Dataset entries

----

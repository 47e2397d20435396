//! Tool catalog types.
//!
//! A `ToolDescriptor` is what the planner and the workflow generator show the
//! LLM: the tool's name, a one-line description, and the shape of its inputs.

use serde::{Deserialize, Serialize};
use serde_json::Value;

/// Name, description and parameter shape of a callable tool.
#[derive(Debug, Clone, PartialEq, Serialize, Deserialize)]
pub struct ToolDescriptor {
    pub name: String,
    pub description: String,
    /// JSON-Schema-like object describing accepted inputs.
    #[serde(default)]
    pub parameters: Value,
}

impl ToolDescriptor {
    pub fn new(name: impl Into<String>, description: impl Into<String>, parameters: Value) -> Self {
        Self {
            name: name.into(),
            description: description.into(),
            parameters,
        }
    }

    /// Top-level parameters with their type and required flag, required
    /// ones first, then by name.
    pub fn parameter_specs(&self) -> Vec<ParameterSpec> {
        let required: Vec<&str> = self
            .parameters
            .get("required")
            .and_then(Value::as_array)
            .map(|names| names.iter().filter_map(Value::as_str).collect())
            .unwrap_or_default();
        let Some(props) = self.parameters.get("properties").and_then(Value::as_object) else {
            return Vec::new();
        };

        let mut specs: Vec<ParameterSpec> = props
            .iter()
            .map(|(name, schema)| ParameterSpec {
                name: name.clone(),
                kind: schema_kind(schema),
                required: required.contains(&name.as_str()),
                description: schema
                    .get("description")
                    .and_then(Value::as_str)
                    .map(str::to_string),
            })
            .collect();
        specs.sort_by(|a, b| b.required.cmp(&a.required).then_with(|| a.name.cmp(&b.name)));
        specs
    }
}

/// One parameter as shown in a tool catalog.
#[derive(Debug, Clone, PartialEq, Eq)]
pub struct ParameterSpec {
    pub name: String,
    /// `string`, `object`, an enum listing like `read|write`, or `None` when
    /// the schema gives no type.
    pub kind: Option<String>,
    pub required: bool,
    pub description: Option<String>,
}

fn schema_kind(schema: &Value) -> Option<String> {
    if let Some(options) = schema.get("enum").and_then(Value::as_array) {
        let options: Vec<String> = options
            .iter()
            .map(|v| v.as_str().map_or_else(|| v.to_string(), str::to_string))
            .collect();
        return Some(options.join("|"));
    }
    match schema.get("type")? {
        Value::String(kind) => Some(kind.clone()),
        Value::Array(kinds) => Some(
            kinds
                .iter()
                .filter_map(Value::as_str)
                .collect::<Vec<_>>()
                .join("|"),
        ),
        _ => None,
    }
}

----

=== What is needed ===
Give the count of lines in the data above that hold the string "ToolDescriptor", with no additional words.

=== Solved problem ===
3